23 GEN - “Inserire le spese veterinarie nel redditometro produce dei danni gravissimi alla numerosa popolazione di animali che oggi vive nel nostro Paese. I circa 8 milioni di cani  9 di gatti e 12 di esotici rischiano di non avere più garantito un diritto che sembrava ormai acquisito in Italia: la salute”. A dirlo è Gaetano Penocchio, il Presidente della Fnovi, la Federazione nazionale dell’ordine dei veterinari italiani.

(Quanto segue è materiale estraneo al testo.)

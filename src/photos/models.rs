use chrono::{DateTime, Utc};
use serde::{Deserialize, Serialize};

pub const THUMBNAIL_SUFFIX: &str = "=w400-h400";
pub const FULL_SIZE_SUFFIX: &str = "=d";

/// `mediaItems.list` response from the Photos Library API
#[derive(Debug, Default, Deserialize)]
#[serde(rename_all = "camelCase")]
pub struct MediaItemsResponse {
    /// Absent when the library (or page) has no items
    #[serde(default)]
    pub media_items: Vec<MediaItem>,
    pub next_page_token: Option<String>,
}

#[derive(Debug, Clone, Deserialize)]
#[serde(rename_all = "camelCase")]
pub struct MediaItem {
    pub id: String,
    #[serde(default)]
    pub filename: Option<String>,
    #[serde(default)]
    pub mime_type: Option<String>,
    #[serde(default)]
    pub base_url: String,
    #[serde(default)]
    pub media_metadata: Option<MediaMetadata>,
}

/// Google encodes width and height as int64 strings
#[derive(Debug, Clone, Default, Deserialize)]
#[serde(rename_all = "camelCase")]
pub struct MediaMetadata {
    pub creation_time: Option<String>,
    pub width: Option<String>,
    pub height: Option<String>,
}

/// Normalized photo returned to clients
#[derive(Debug, Clone, PartialEq, Serialize)]
#[serde(rename_all = "camelCase")]
pub struct PhotoRecord {
    pub id: String,
    pub filename: Option<String>,
    pub mime_type: Option<String>,
    pub creation_time: Option<String>,
    pub width: Option<u64>,
    pub height: Option<u64>,
    pub base_url: String,
    pub thumbnail_url: String,
    pub full_size_url: String,
}

impl PhotoRecord {
    /// Parsed creation time, used for ordering
    pub fn created_at(&self) -> Option<DateTime<Utc>> {
        self.creation_time
            .as_deref()
            .and_then(|t| DateTime::parse_from_rfc3339(t).ok())
            .map(|t| t.with_timezone(&Utc))
    }
}

impl From<MediaItem> for PhotoRecord {
    fn from(item: MediaItem) -> Self {
        let metadata = item.media_metadata.unwrap_or_default();
        let dimension = |value: Option<String>| value.and_then(|v| v.trim().parse::<u64>().ok());

        Self {
            thumbnail_url: format!("{}{}", item.base_url, THUMBNAIL_SUFFIX),
            full_size_url: format!("{}{}", item.base_url, FULL_SIZE_SUFFIX),
            id: item.id,
            filename: item.filename,
            mime_type: item.mime_type,
            creation_time: metadata.creation_time,
            width: dimension(metadata.width),
            height: dimension(metadata.height),
            base_url: item.base_url,
        }
    }
}

/// One page of photos plus the cursor for the next one
#[derive(Debug, Clone, PartialEq, Serialize)]
#[serde(rename_all = "camelCase")]
pub struct PagedPhotoResult {
    pub photos: Vec<PhotoRecord>,
    pub next_page_token: Option<String>,
}

impl PagedPhotoResult {
    pub fn has_more(&self) -> bool {
        self.next_page_token.is_some()
    }
}

/// Map a listing response, newest first.
///
/// Items without a parseable creation time keep their relative order after the
/// dated ones.
pub fn to_photo_records(items: Vec<MediaItem>) -> Vec<PhotoRecord> {
    let mut photos: Vec<PhotoRecord> = items.into_iter().map(PhotoRecord::from).collect();
    photos.sort_by_key(|photo| std::cmp::Reverse(photo.created_at()));
    photos
}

“Ci sono voluti anni di lavoro – aggiunge – da parte della categoria dei medici veterinari e anche delle associazioni animaliste perché transitasse il concetto che chi decide di prendere con se un animale ne deve garantire il buono stato di salute. Per la dignità dell'animale, per il rispetto della salute degli altri animali e perché alcune malattie se non tenute sotto controllo possono diventare delle zoonosi trasmissibili all'uomo”.
 
Secondo Penocchio “il redditometro ha già prodotto un impatto negativo sui proprietari, con una ripercussione negativa sulla prevenzione veterinaria. Per il momento, più che prudenza sulla decisione di spesa, c’è “sbigottimento”; è passato il messaggio, grave dal punto di vista sanitario, che le spese veterinarie sono superflue, sono un lusso, sono una spesa-simbolo di ricchezza in una fase storica che chiede austerity”.
 
Ma cosa vuol dire spesa veterinaria? “Vuol dire prevenire le malattie degli animali, – spiega il Presidente della Fnovi – curare malattie croniche o patologie gravi, magari tumorali, e sostenerne l’onere di spesa versandovi l’Iva più alta che abbiamo (22% da luglio), potendo detrarre al massimo 50 euro all’anno. Non credo che i cittadini rinunceranno alla compagnia di un animale (oggi è uno di famiglia), ma sarà più difficile per le famiglie garantire un animale in condizioni di perfetto benessere”.
 
“Non ci aiuterà una franchigia, come si sente dire in queste ore di concitata gara pre-elettorale. Bisogna toglierle proprio dal redditometro e già che ci siamo ripensare anche al cavallo da diporto che quando non genera profitto di gara, si mantiene – specie in tante zone rurali del nostro Paese- con una spesa infinitamente inferiore allo yacth a cui l’hanno assimilato”.
 
“Il Fisco – conclude Penocchio – , con l’Iva di lusso e il redditometro, sta distruggendo anni di cultura della salute animale, di prevenzione delle zoonosi, di controllo della riproduzione indesiderata, di benessere animale di gestione sicura dei cani grazie all'inserimento del microchip, che rischiamo sia chiaro a tutti non venga più utilizzato per evitare di essere riconosciuti come certi proprietari di un cane. Distruggere questa cultura genererà spesa pubblica imprevista a carico del SSN che – nessuno lo ricorda mai- sopporta la spesa di canili sovraffollati e i danni da randagismo. Punire le spese veterinarie aumenterà la spesa pubblica”.